§ **Records to process**:
use clap::Parser;
use colored::Colorize;

use pomo::cli::args::{Cli, Commands};
use pomo::cli::commands;
use pomo::config::{Config, Paths};
use pomo::error::PomoError;

fn main() {
    env_logger::Builder::from_env(env_logger::Env::default().default_filter_or("warn")).init();

    if let Err(e) = run() {
        eprintln!("{}: {}", "error".red().bold(), e);
        std::process::exit(e.exit_code());
    }
}

fn run() -> Result<(), PomoError> {
    let cli = Cli::parse();
    let paths = Paths::resolve(cli.home)?;
    let config = Config::load_from_path(&paths.config_file)?;
    config.general.color.apply();
    let format = cli.output.unwrap_or(config.general.default_output);

    let output = match cli.command.unwrap_or(Commands::Tui) {
        Commands::Tui => {
            pomo::tui::run(&config)?;
            String::new()
        }
        Commands::Run(args) => commands::run(&config, &args, format)?,
        Commands::Simulate { ticks, durations } => {
            commands::simulate(&config, ticks, &durations, format)?
        }
        Commands::Config { command } => commands::config(&paths, &config, command, format)?,
        Commands::Completions { shell } => commands::completions(shell)?,
    };

    if !output.is_empty() {
        println!("{output}");
    }
    Ok(())
}
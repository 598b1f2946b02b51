//! Terminal User Interface (TUI) for pomo.
//!
//! Shows the duration controls, the current phase with its remaining time,
//! and a progress bar. Built with ratatui and crossterm.

mod app;
mod event;
mod ui;

pub use app::App;

use std::io::{self, Stdout};

use crossterm::{
    execute,
    terminal::{disable_raw_mode, enable_raw_mode, EnterAlternateScreen, LeaveAlternateScreen},
};
use log::info;
use ratatui::prelude::*;

use crate::config::Config;
use crate::error::PomoError;
use crate::focus::{Bell, SessionEngine};

/// Run the TUI application.
///
/// # Errors
///
/// Returns an error if the TUI fails to initialize or run.
pub fn run(config: &Config) -> Result<(), PomoError> {
    let mut engine = SessionEngine::with_durations(config.timer.durations());
    if config.notifications.bell {
        engine.subscribe(Box::new(Bell::stdout()));
    }
    let mut app = App::with_engine(engine);

    // Setup terminal
    enable_raw_mode().map_err(|e| PomoError::Terminal(format!("Failed to enable raw mode: {e}")))?;
    let mut terminal = restore_on_error(setup_terminal(), restore_terminal)?;

    info!("tui started");
    let result = run_app(&mut terminal, &mut app);

    // Restore terminal
    disable_raw_mode().ok();
    execute!(terminal.backend_mut(), LeaveAlternateScreen).ok();
    terminal.show_cursor().ok();

    result
}

/// Enter the alternate screen and wrap stdout in a ratatui terminal.
fn setup_terminal() -> Result<Terminal<CrosstermBackend<Stdout>>, PomoError> {
    let mut stdout = io::stdout();
    execute!(stdout, EnterAlternateScreen)
        .map_err(|e| PomoError::Terminal(format!("Failed to setup terminal: {e}")))?;

    Terminal::new(CrosstermBackend::new(stdout))
        .map_err(|e| PomoError::Terminal(format!("Failed to create terminal: {e}")))
}

/// Leave raw mode and the alternate screen after a failed setup.
fn restore_terminal() {
    disable_raw_mode().ok();
    execute!(io::stdout(), LeaveAlternateScreen).ok();
}

/// Run `restore` when `result` is an error, then pass the result through.
fn restore_on_error<T>(result: Result<T, PomoError>, restore: impl FnOnce()) -> Result<T, PomoError> {
    if result.is_err() {
        restore();
    }
    result
}

/// Run the main application loop.
fn run_app<B: Backend>(terminal: &mut Terminal<B>, app: &mut App) -> Result<(), PomoError> {
    while !app.should_quit {
        terminal
            .draw(|frame| ui::render(frame, app))
            .map_err(|e| PomoError::Terminal(format!("Failed to draw: {e}")))?;

        if let Some(event::Action::Quit) = event::handle_events(app)? {
            app.stop();
            app.should_quit = true;
        }
    }

    Ok(())
}

#[cfg(test)]
mod tests {
    use super::*;
    use std::cell::Cell;

    #[test]
    fn test_failed_setup_restores_terminal() {
        let restored = Cell::new(false);
        let result: Result<(), PomoError> = restore_on_error(
            Err(PomoError::Terminal("no tty".to_string())),
            || restored.set(true),
        );

        assert!(result.is_err());
        assert!(restored.get());
    }

    #[test]
    fn test_successful_setup_keeps_terminal() {
        let restored = Cell::new(false);
        let result = restore_on_error(Ok(7), || restored.set(true));

        assert_eq!(result.unwrap(), 7);
        assert!(!restored.get());
    }
}
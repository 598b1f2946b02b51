//! Config command implementation.
//!
//! Shows and edits the stored focus/break durations.

use colored::Colorize;

use crate::cli::args::{Adjustment, ConfigCommands, OutputFormat};
use crate::config::{Config, Paths};
use crate::error::PomoError;
use crate::focus::settings::{BREAK_RANGE, FOCUS_RANGE};
use crate::focus::Durations;
use crate::output::{format_durations, to_json};

/// Which stored duration a command edits.
#[derive(Debug, Clone, Copy, PartialEq, Eq)]
enum Target {
    Focus,
    Break,
}

/// Execute config subcommands.
///
/// # Errors
///
/// Returns an error if the config file cannot be read or written, or the
/// requested value cannot be parsed.
pub fn config(
    paths: &Paths,
    config: &Config,
    cmd: ConfigCommands,
    format: OutputFormat,
) -> Result<String, PomoError> {
    match cmd {
        ConfigCommands::Show => show(config, format),
        ConfigCommands::Path => Ok(paths.config_file.display().to_string()),
        ConfigCommands::Focus { value } => adjust(paths, config, Target::Focus, &value, format),
        ConfigCommands::Break { value } => adjust(paths, config, Target::Break, &value, format),
    }
}

fn show(config: &Config, format: OutputFormat) -> Result<String, PomoError> {
    match format {
        OutputFormat::Json => to_json(config),
        OutputFormat::Pretty => {
            let mut output = vec![format_durations(&config.timer.durations(), format)?];
            output.push(format!(
                "{} {}",
                "Bell:".bold(),
                if config.notifications.bell { "on" } else { "off" }
            ));
            Ok(output.join("\n"))
        }
    }
}

fn adjust(
    paths: &Paths,
    config: &Config,
    target: Target,
    value: &str,
    format: OutputFormat,
) -> Result<String, PomoError> {
    let adjustment = Adjustment::parse(value).ok_or_else(|| {
        PomoError::InvalidArgument(format!("expected 'up', 'down' or minutes, got '{value}'"))
    })?;

    let mut durations = config.timer.durations();
    let changed = apply(&mut durations, target, adjustment);

    let mut updated = config.clone();
    updated.timer.set_durations(durations);
    paths.ensure_dirs()?;
    updated.save_to_path(&paths.config_file)?;

    let rendered = format_durations(&durations, format)?;
    if changed || format == OutputFormat::Json {
        return Ok(rendered);
    }

    let (name, range) = match target {
        Target::Focus => ("Focus", FOCUS_RANGE),
        Target::Break => ("Break", BREAK_RANGE),
    };
    Ok(format!(
        "{}\n{}",
        rendered,
        format!(
            "{name} duration unchanged (allowed {}-{} minutes)",
            range.start(),
            range.end()
        )
        .yellow()
    ))
}

/// Apply an adjustment, returning whether the value changed.
fn apply(durations: &mut Durations, target: Target, adjustment: Adjustment) -> bool {
    let before = *durations;
    match (target, adjustment) {
        (Target::Focus, Adjustment::Up) => {
            durations.increment_focus();
        }
        (Target::Focus, Adjustment::Down) => {
            durations.decrement_focus();
        }
        (Target::Focus, Adjustment::Set(minutes)) => durations.set_focus_minutes(minutes),
        (Target::Break, Adjustment::Up) => {
            durations.increment_break();
        }
        (Target::Break, Adjustment::Down) => {
            durations.decrement_break();
        }
        (Target::Break, Adjustment::Set(minutes)) => durations.set_break_minutes(minutes),
    }
    *durations != before
}

#[cfg(test)]
mod tests {
    use super::*;
    use tempfile::TempDir;

    #[test]
    fn test_apply_steps() {
        let mut d = Durations::default();
        assert!(apply(&mut d, Target::Focus, Adjustment::Up));
        assert_eq!(d.focus_minutes(), 30);
        assert!(apply(&mut d, Target::Break, Adjustment::Down));
        assert_eq!(d.break_minutes(), 4);
    }

    #[test]
    fn test_apply_at_bound_is_unchanged() {
        let mut d = Durations::new(60, 1);
        assert!(!apply(&mut d, Target::Focus, Adjustment::Up));
        assert!(!apply(&mut d, Target::Break, Adjustment::Down));
        assert_eq!(d, Durations::new(60, 1));
    }

    #[test]
    fn test_apply_set_clamps() {
        let mut d = Durations::default();
        apply(&mut d, Target::Focus, Adjustment::Set(63));
        assert_eq!(d.focus_minutes(), 60);
        apply(&mut d, Target::Focus, Adjustment::Set(2));
        assert_eq!(d.focus_minutes(), 5);
    }

    #[test]
    fn test_adjust_persists() {
        let temp_dir = TempDir::new().unwrap();
        let paths = Paths::with_root(temp_dir.path().join("pomo"));

        adjust(&paths, &Config::default(), Target::Break, "10", OutputFormat::Json).unwrap();

        let loaded = Config::load_from_path(&paths.config_file).unwrap();
        assert_eq!(loaded.timer.break_minutes, 10);
        assert_eq!(loaded.timer.focus_minutes, 25);
    }

    #[test]
    fn test_adjust_rejects_garbage() {
        let temp_dir = TempDir::new().unwrap();
        let paths = Paths::with_root(temp_dir.path().to_path_buf());

        let err = adjust(&paths, &Config::default(), Target::Focus, "later", OutputFormat::Pretty)
            .unwrap_err();
        assert!(matches!(err, PomoError::InvalidArgument(_)));
        assert!(!paths.config_file.exists());
    }
}
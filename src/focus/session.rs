//! Session state and the pure tick transition.
//!
//! A [`SessionState`] is an immutable snapshot. Every operation produces a
//! whole new snapshot, so the phase, remaining time and progress read from
//! one value always agree with each other.

use chrono::Duration;
use serde::{Deserialize, Serialize};

use crate::focus::settings::Durations;

/// Which segment of a session is active.
#[derive(Debug, Clone, Copy, PartialEq, Eq, Serialize, Deserialize)]
#[serde(rename_all = "snake_case")]
pub enum Phase {
    /// No session is active.
    Idle,
    /// Counting down the focus duration.
    Focusing,
    /// Counting down the break duration.
    OnBreak,
}

impl Phase {
    /// Display label for this phase.
    #[must_use]
    pub const fn label(&self) -> &'static str {
        match self {
            Self::Idle => "Idle",
            Self::Focusing => "Focusing",
            Self::OnBreak => "On Break",
        }
    }

    /// The phase that follows this one when it completes.
    ///
    /// Idle has no successor and maps to itself.
    #[must_use]
    pub const fn next(&self) -> Self {
        match self {
            Self::Idle => Self::Idle,
            Self::Focusing => Self::OnBreak,
            Self::OnBreak => Self::Focusing,
        }
    }

    /// Configured length of this phase in whole minutes.
    #[must_use]
    pub const fn minutes(&self, durations: &Durations) -> u32 {
        match self {
            Self::Idle => 0,
            Self::Focusing => durations.focus_minutes(),
            Self::OnBreak => durations.break_minutes(),
        }
    }

    /// Configured length of this phase in seconds.
    #[must_use]
    pub const fn seconds(&self, durations: &Durations) -> u32 {
        self.minutes(durations) * 60
    }
}

impl std::fmt::Display for Phase {
    fn fmt(&self, f: &mut std::fmt::Formatter<'_>) -> std::fmt::Result {
        write!(f, "{}", self.label())
    }
}

/// A boundary crossing produced by a tick.
#[derive(Debug, Clone, Copy, PartialEq, Eq, Serialize)]
pub struct PhaseComplete {
    /// The phase that just ran out.
    pub completed: Phase,
    /// The phase the session moved into.
    pub next: Phase,
    /// Session elapsed seconds at the moment of the swap, before the tick's own second.
    pub elapsed_seconds: u64,
}

/// Snapshot of the engine's session.
#[derive(Debug, Clone, Copy, PartialEq, Serialize)]
pub struct SessionState {
    pub phase: Phase,
    /// Seconds left in the current phase; 0 while idle.
    pub remaining_seconds: u32,
    pub running: bool,
    /// Seconds ticked since the session started.
    pub elapsed_seconds: u64,
    /// Share of the current phase already elapsed, in `[0, 100]`.
    pub progress_percent: f64,
}

impl SessionState {
    /// The idle state: no session.
    #[must_use]
    pub const fn idle() -> Self {
        Self {
            phase: Phase::Idle,
            remaining_seconds: 0,
            running: false,
            elapsed_seconds: 0,
            progress_percent: 0.0,
        }
    }

    /// A freshly started session at the top of its focus phase.
    #[must_use]
    pub const fn started(durations: &Durations) -> Self {
        Self {
            phase: Phase::Focusing,
            remaining_seconds: durations.focus_seconds(),
            running: true,
            elapsed_seconds: 0,
            progress_percent: 0.0,
        }
    }

    /// Whether a session is active.
    #[must_use]
    pub fn is_active(&self) -> bool {
        self.phase != Phase::Idle
    }

    /// Elapsed session time as a chrono duration.
    #[must_use]
    pub fn elapsed(&self) -> Duration {
        Duration::seconds(i64::try_from(self.elapsed_seconds).unwrap_or(i64::MAX))
    }

    /// Advance by one second.
    ///
    /// A phase whose remaining time reached zero on the previous tick is
    /// swapped first, then the (possibly new) phase is decremented, so the
    /// `0:00` state is observable for exactly one tick. Not running is a
    /// no-op.
    #[must_use]
    pub fn advance(&self, durations: &Durations) -> (Self, Option<PhaseComplete>) {
        if !self.running || self.phase == Phase::Idle {
            return (*self, None);
        }

        let mut phase = self.phase;
        let mut remaining = self.remaining_seconds;
        let mut event = None;

        if remaining == 0 {
            let next = phase.next();
            event = Some(PhaseComplete {
                completed: phase,
                next,
                elapsed_seconds: self.elapsed_seconds,
            });
            phase = next;
            remaining = next.seconds(durations);
        }

        let remaining = remaining.saturating_sub(1);
        let next = Self {
            phase,
            remaining_seconds: remaining,
            running: true,
            elapsed_seconds: self.elapsed_seconds.saturating_add(1),
            progress_percent: progress_percent(phase.seconds(durations), remaining),
        };

        (next, event)
    }
}

impl Default for SessionState {
    fn default() -> Self {
        Self::idle()
    }
}

/// `100 * (total - remaining) / total`, with an empty phase treated as 0%.
#[must_use]
pub fn progress_percent(total_seconds: u32, remaining_seconds: u32) -> f64 {
    if total_seconds == 0 {
        return 0.0;
    }
    let done = total_seconds.saturating_sub(remaining_seconds);
    100.0 * f64::from(done) / f64::from(total_seconds)
}
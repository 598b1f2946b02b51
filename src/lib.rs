//! pomo - a focus/break countdown timer
//!
//! This crate provides a session engine that alternates between a focus
//! phase and a break phase, plus a command-line and terminal UI around it.

#![deny(unsafe_code)]
#![deny(clippy::unwrap_used)]
#![deny(clippy::expect_used)]
#![warn(clippy::pedantic)]
#![warn(clippy::nursery)]
#![allow(clippy::module_name_repetitions)]

pub mod cli;
pub mod config;
pub mod error;
pub mod focus;
pub mod output;
pub mod tui;

pub use cli::args::{Cli, Commands, OutputFormat};
pub use error::PomoError;
pub use focus::{Phase, SessionEngine, SessionState};
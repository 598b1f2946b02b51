//! Focus and break duration settings.
//!
//! Both durations live on a bounded grid: focus runs 5..=60 minutes in steps
//! of 5, break runs 1..=15 minutes in steps of 1. Values outside the bounds
//! are clamped; stepping past a bound leaves the value unchanged.

use std::ops::RangeInclusive;

use serde::Serialize;

/// Allowed focus durations in minutes.
pub const FOCUS_RANGE: RangeInclusive<u32> = 5..=60;
/// Step used by the focus increment/decrement controls.
pub const FOCUS_STEP: u32 = 5;
/// Default focus duration in minutes.
pub const DEFAULT_FOCUS_MINUTES: u32 = 25;

/// Allowed break durations in minutes.
pub const BREAK_RANGE: RangeInclusive<u32> = 1..=15;
/// Step used by the break increment/decrement controls.
pub const BREAK_STEP: u32 = 1;
/// Default break duration in minutes.
pub const DEFAULT_BREAK_MINUTES: u32 = 5;

/// Configured phase lengths for a session.
#[derive(Debug, Clone, Copy, PartialEq, Eq, Serialize)]
pub struct Durations {
    focus_minutes: u32,
    break_minutes: u32,
}

impl Durations {
    /// Build durations, clamping each value into its allowed range.
    #[must_use]
    pub fn new(focus_minutes: u32, break_minutes: u32) -> Self {
        Self {
            focus_minutes: clamp_focus(focus_minutes),
            break_minutes: clamp_break(break_minutes),
        }
    }

    #[must_use]
    pub const fn focus_minutes(&self) -> u32 {
        self.focus_minutes
    }

    #[must_use]
    pub const fn break_minutes(&self) -> u32 {
        self.break_minutes
    }

    /// Focus phase length in seconds.
    #[must_use]
    pub const fn focus_seconds(&self) -> u32 {
        self.focus_minutes * 60
    }

    /// Break phase length in seconds.
    #[must_use]
    pub const fn break_seconds(&self) -> u32 {
        self.break_minutes * 60
    }

    pub fn set_focus_minutes(&mut self, minutes: u32) {
        self.focus_minutes = clamp_focus(minutes);
    }

    pub fn set_break_minutes(&mut self, minutes: u32) {
        self.break_minutes = clamp_break(minutes);
    }

    /// Raise focus by one step. Returns false if already at the maximum.
    pub fn increment_focus(&mut self) -> bool {
        step_up(&mut self.focus_minutes, FOCUS_STEP, &FOCUS_RANGE)
    }

    /// Lower focus by one step. Returns false if already at the minimum.
    pub fn decrement_focus(&mut self) -> bool {
        step_down(&mut self.focus_minutes, FOCUS_STEP, &FOCUS_RANGE)
    }

    /// Raise break by one step. Returns false if already at the maximum.
    pub fn increment_break(&mut self) -> bool {
        step_up(&mut self.break_minutes, BREAK_STEP, &BREAK_RANGE)
    }

    /// Lower break by one step. Returns false if already at the minimum.
    pub fn decrement_break(&mut self) -> bool {
        step_down(&mut self.break_minutes, BREAK_STEP, &BREAK_RANGE)
    }
}

impl Default for Durations {
    fn default() -> Self {
        Self {
            focus_minutes: DEFAULT_FOCUS_MINUTES,
            break_minutes: DEFAULT_BREAK_MINUTES,
        }
    }
}

fn clamp_focus(minutes: u32) -> u32 {
    minutes.clamp(*FOCUS_RANGE.start(), *FOCUS_RANGE.end())
}

fn clamp_break(minutes: u32) -> u32 {
    minutes.clamp(*BREAK_RANGE.start(), *BREAK_RANGE.end())
}

// A step that would cross the bound is refused rather than clamped, so an
// off-grid value like 58 does not jump to 60 on increment.
fn step_up(value: &mut u32, step: u32, range: &RangeInclusive<u32>) -> bool {
    if *value + step > *range.end() {
        return false;
    }
    *value += step;
    true
}

fn step_down(value: &mut u32, step: u32, range: &RangeInclusive<u32>) -> bool {
    if *value < *range.start() + step {
        return false;
    }
    *value -= step;
    true
}

#[cfg(test)]
mod tests {
    use super::*;

    #[test]
    fn test_defaults() {
        let d = Durations::default();
        assert_eq!(d.focus_minutes(), 25);
        assert_eq!(d.break_minutes(), 5);
        assert_eq!(d.focus_seconds(), 1500);
        assert_eq!(d.break_seconds(), 300);
    }

    #[test]
    fn test_new_clamps() {
        let d = Durations::new(63, 0);
        assert_eq!(d.focus_minutes(), 60);
        assert_eq!(d.break_minutes(), 1);

        let d = Durations::new(2, 40);
        assert_eq!(d.focus_minutes(), 5);
        assert_eq!(d.break_minutes(), 15);
    }

    #[test]
    fn test_set_clamps() {
        let mut d = Durations::default();
        d.set_focus_minutes(63);
        assert_eq!(d.focus_minutes(), 60);
        d.set_focus_minutes(2);
        assert_eq!(d.focus_minutes(), 5);
        d.set_break_minutes(16);
        assert_eq!(d.break_minutes(), 15);
    }

    #[test]
    fn test_focus_steps_stop_at_bounds() {
        let mut d = Durations::new(55, 5);
        assert!(d.increment_focus());
        assert_eq!(d.focus_minutes(), 60);
        assert!(!d.increment_focus());
        assert_eq!(d.focus_minutes(), 60);

        let mut d = Durations::new(10, 5);
        assert!(d.decrement_focus());
        assert_eq!(d.focus_minutes(), 5);
        assert!(!d.decrement_focus());
        assert_eq!(d.focus_minutes(), 5);
    }

    #[test]
    fn test_break_steps_stop_at_bounds() {
        let mut d = Durations::new(25, 14);
        assert!(d.increment_break());
        assert!(!d.increment_break());
        assert_eq!(d.break_minutes(), 15);

        let mut d = Durations::new(25, 2);
        assert!(d.decrement_break());
        assert!(!d.decrement_break());
        assert_eq!(d.break_minutes(), 1);
    }

    #[test]
    fn test_off_grid_step_refused() {
        let mut d = Durations::new(58, 5);
        assert!(!d.increment_focus());
        assert_eq!(d.focus_minutes(), 58);
        assert!(d.decrement_focus());
        assert_eq!(d.focus_minutes(), 53);
    }
}
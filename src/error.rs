//! Error types for pomo.
//!
//! The timer core never fails; these errors come from the layers around it
//! (configuration files, the terminal, output serialization).

use thiserror::Error;

/// Errors surfaced by the pomo binary and library.
#[derive(Debug, Error)]
pub enum PomoError {
    /// Configuration could not be located, read, parsed or written.
    #[error("config error: {0}")]
    Config(String),

    /// Underlying I/O failure.
    #[error("I/O error: {0}")]
    Io(#[from] std::io::Error),

    /// JSON serialization failure.
    #[error("failed to serialize output: {0}")]
    Parse(#[from] serde_json::Error),

    /// YAML (de)serialization failure.
    #[error("invalid YAML: {0}")]
    Yaml(#[from] serde_yaml::Error),

    /// Terminal setup, drawing or event polling failed.
    #[error("terminal error: {0}")]
    Terminal(String),

    /// A command-line value could not be interpreted.
    #[error("invalid argument: {0}")]
    InvalidArgument(String),
}

impl PomoError {
    /// Process exit code for this error.
    #[must_use]
    pub const fn exit_code(&self) -> i32 {
        match self {
            Self::InvalidArgument(_) => 2,
            _ => 1,
        }
    }
}

#[cfg(test)]
mod tests {
    use super::*;

    #[test]
    fn test_error_display() {
        let err = PomoError::Config("missing home".to_string());
        assert_eq!(err.to_string(), "config error: missing home");

        let err = PomoError::InvalidArgument("focus: abc".to_string());
        assert_eq!(err.to_string(), "invalid argument: focus: abc");
    }

    #[test]
    fn test_error_from_io() {
        let io = std::io::Error::new(std::io::ErrorKind::NotFound, "gone");
        let err: PomoError = io.into();
        assert!(matches!(err, PomoError::Io(_)));
        assert_eq!(err.exit_code(), 1);
    }

    #[test]
    fn test_exit_code_invalid_argument() {
        assert_eq!(PomoError::InvalidArgument(String::new()).exit_code(), 2);
    }
}
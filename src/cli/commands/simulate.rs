//! Simulate command implementation.
//!
//! Drives a session through a number of ticks without sleeping and reports
//! where it ends up.

use crate::cli::args::{DurationArgs, OutputFormat};
use crate::cli::commands::session_durations;
use crate::config::Config;
use crate::error::PomoError;
use crate::focus::{Counter, SessionEngine};
use crate::output::{format_report, SessionReport};

/// Execute the simulate command.
///
/// # Errors
///
/// Returns an error if output formatting fails.
pub fn simulate(
    config: &Config,
    ticks: u64,
    durations: &DurationArgs,
    format: OutputFormat,
) -> Result<String, PomoError> {
    let report = simulate_report(config, ticks, durations);
    format_report(&report, format)
}

fn simulate_report(config: &Config, ticks: u64, durations: &DurationArgs) -> SessionReport {
    let mut engine = SessionEngine::with_durations(session_durations(config, durations));
    let counter = Counter::new();
    engine.subscribe(Box::new(counter.clone()));

    engine.start_configured();
    for _ in 0..ticks {
        engine.tick();
    }

    SessionReport::from_engine(&engine, counter.count())
}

§ **The task**:
Please give the number of lines above that hold the word "LeaveAlternateScreen", and only that number.

§ **Response to the task**:
3